Immediately on his admission to the bar, Mr. Webster went to Amherst, in New Hampshire, where his father's court was in session; from that place he went home with his father. He had intended to establish himself at Portsmouth, which, as the largest town and the seat of the foreign commerce of the State, opened the widest field for practice. But filial duty kept him nearer home. His father was now infirm from the advance of years, and had no other son at home. Under these circumstances Mr. Webster opened an office at Boscawen, not far from his father's residence, and commenced the practice of the law in this retired spot.

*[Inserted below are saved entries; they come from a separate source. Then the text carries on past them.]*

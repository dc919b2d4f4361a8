//! # Thought Chain Reasoning
//!
//! A small harness for chain-of-thought reasoning with a large language
//! model: ask the model for the next reasoning step until it says the chain
//! is done, then ask it for a final structured answer.
//!
//! ## Features
//!
//! - **Chain driver**: sequential step generation with a depth cap
//! - **Structured output**: answers bound to a typed schema and validated
//! - **Thought tree**: in-memory tree of reasoning nodes with a JSON debug export
//! - **Langbase Pipes**: HTTP-backed step and answer generators
//!
//! ## Architecture
//!
//! ```text
//! ChainDriver → StepGenerator  ─┐
//!             → AnswerGenerator ┴→ PipeGenerator → Langbase Pipes (HTTP)
//!      ↓
//! StepObserver → TreeRecorder → ThoughtTree
//! ```
//!
//! ## Example
//!
//! ```ignore
//! use thought_chain_reasoning::{Config, ChainDriver, PipeGenerator};
//! use thought_chain_reasoning::langbase::LangbaseClient;
//! use thought_chain_reasoning::verdict::{VerdictAnswer, VERDICT_OUTPUT_FORMAT};
//!
//! #[tokio::main]
//! async fn main() -> Result<(), Box<dyn std::error::Error>> {
//!     let config = Config::from_env()?;
//!     let langbase = LangbaseClient::new(&config.langbase, config.request.clone())?;
//!     let generator = PipeGenerator::new(langbase, config.pipes.clone());
//!     let driver = ChainDriver::new(generator.clone(), generator, config.driver);
//!     let outcome = driver
//!         .solve::<VerdictAnswer>("Does the finch shout at the mermaid?", VERDICT_OUTPUT_FORMAT)
//!         .await?;
//!     println!("{}", outcome.answer.solution);
//!     Ok(())
//! }
//! ```

#![warn(missing_docs)]

/// External step/answer generators and structured output binding.
pub mod capability;
/// Configuration loaded from the environment and the credential file.
pub mod config;
/// Linear chain driver and step observers.
pub mod driver;
/// Error types and result aliases for the application.
pub mod error;
/// Langbase API client and types for pipe communication.
pub mod langbase;
/// System prompts and prompt templates.
pub mod prompts;
/// In-memory thought tree and its JSON export.
pub mod tree;
/// Proved/disproved/unknown answer schema.
pub mod verdict;

pub use capability::{
    AnswerGenerator, PipeGenerator, ReasoningStep, ResultSchema, StepGenerator, StructuredOutput,
};
pub use config::Config;
pub use driver::{ChainDriver, ChainOutcome, DriverState, StepObserver, TreeRecorder};
pub use error::{AppError, AppResult, CapabilityError, ConfigError};
pub use tree::{Node, ThoughtTree};
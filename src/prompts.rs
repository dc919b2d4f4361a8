//! Centralized prompt definitions for the step and answer pipes
//!
//! System prompts are installed on the Langbase pipes at startup and also
//! sent with every request; the user prompts are built per call.

use crate::capability::ResultSchema;

/// System prompt for the step-generation pipe.
pub const STEP_SYSTEM_PROMPT: &str = r#"You are an expert reasoner who thinks in structured trees of possibilities before deciding.

Your response MUST be valid JSON in this exact format:
{
  "step": "next logical step or intermediate result",
  "finished": false
}

Guidelines:
- Produce exactly one new step that advances the solution
- Build on the previous steps; do not repeat them
- Set "finished" to true only when the chain of thought is complete after this step

Always respond with valid JSON only, no other text."#;

/// System prompt for the answer-generation pipe.
pub const ANSWER_SYSTEM_PROMPT: &str = r#"You are an expert at problem solving.

You are given a problem and the reasoning steps taken so far. Produce the final result.

Your response MUST be a single JSON object that matches the result schema given in the request.
Always respond with valid JSON only, no other text."#;

/// Number the steps one per line (`"1. a\n2. b\n"`), or `"N/A"` when there
/// are none.
pub fn format_steps(steps: &[String]) -> String {
    if steps.is_empty() {
        return "N/A".to_string();
    }

    steps
        .iter()
        .enumerate()
        .map(|(idx, step)| format!("{}. {}\n", idx + 1, step))
        .collect()
}

/// User prompt asking for the next reasoning step.
pub fn step_prompt(problem: &str, prior_steps: &[String]) -> String {
    format!(
        "Solve the problem: {}\nPrevious steps: {}\nState the next logical step or intermediate result to advance the solution. Indicate if the reasoning chain ends here.\n",
        problem,
        format_steps(prior_steps)
    )
}

/// User prompt asking for the final structured result.
pub fn answer_prompt(
    problem: &str,
    steps: &[String],
    output_format: &str,
    schema: &ResultSchema,
) -> String {
    format!(
        "Given the problem: {}\nFollowing the reasoning steps:\n{}\nWhat is the result of the problem?\n{}\n\nRespond with a JSON object for \"{}\" ({}) matching this schema:\n{}\n",
        problem,
        format_steps(steps),
        output_format,
        schema.name,
        schema.description,
        schema.parameters
    )
}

Judge Webster lived but a year after his son's entrance upon the practice of his profession; long enough, however, to hear his first argument in court, and to be gratified with the confident predictions of his future

success.

In May, 1807, Mr. Webster was admitted as an attorney and counsellor of the Superior Court in New Hampshire, and in September of that year, relinquishing his office in Boscawen to his brother Ezekiel, he removed to Portsmouth, in conformity with his original intention. Here he remained in the practice of his profession for nine successive years. They were years of assiduous labor, and of unremitted devotion to the study and practice of the law. He was associated with several persons

of great eminence, citizens of New Hampshire or of Massachusetts occasionally practising at the Portsmouth bar. Among the latter were Samuel Dexter and Joseph Story; of the residents of New Hampshire, Jeremiah Mason was the most distinguished. Often opposed to each other as lawyers, a strong personal friendship grew up between them, which ended only with the death of Mr. Mason. Mr. Webster's eulogy on Mr. Mason will be found in one of the volumes of this collection, and will descend to posterity an enduring monument of both. Had a more active temperament led Mr. Mason to embark earlier and continue longer in public life, he would have achieved a distinction shared by few of his contemporaries. Mr. Webster, in the lapse of time, was called to perform the same melancholy office for Judge Story.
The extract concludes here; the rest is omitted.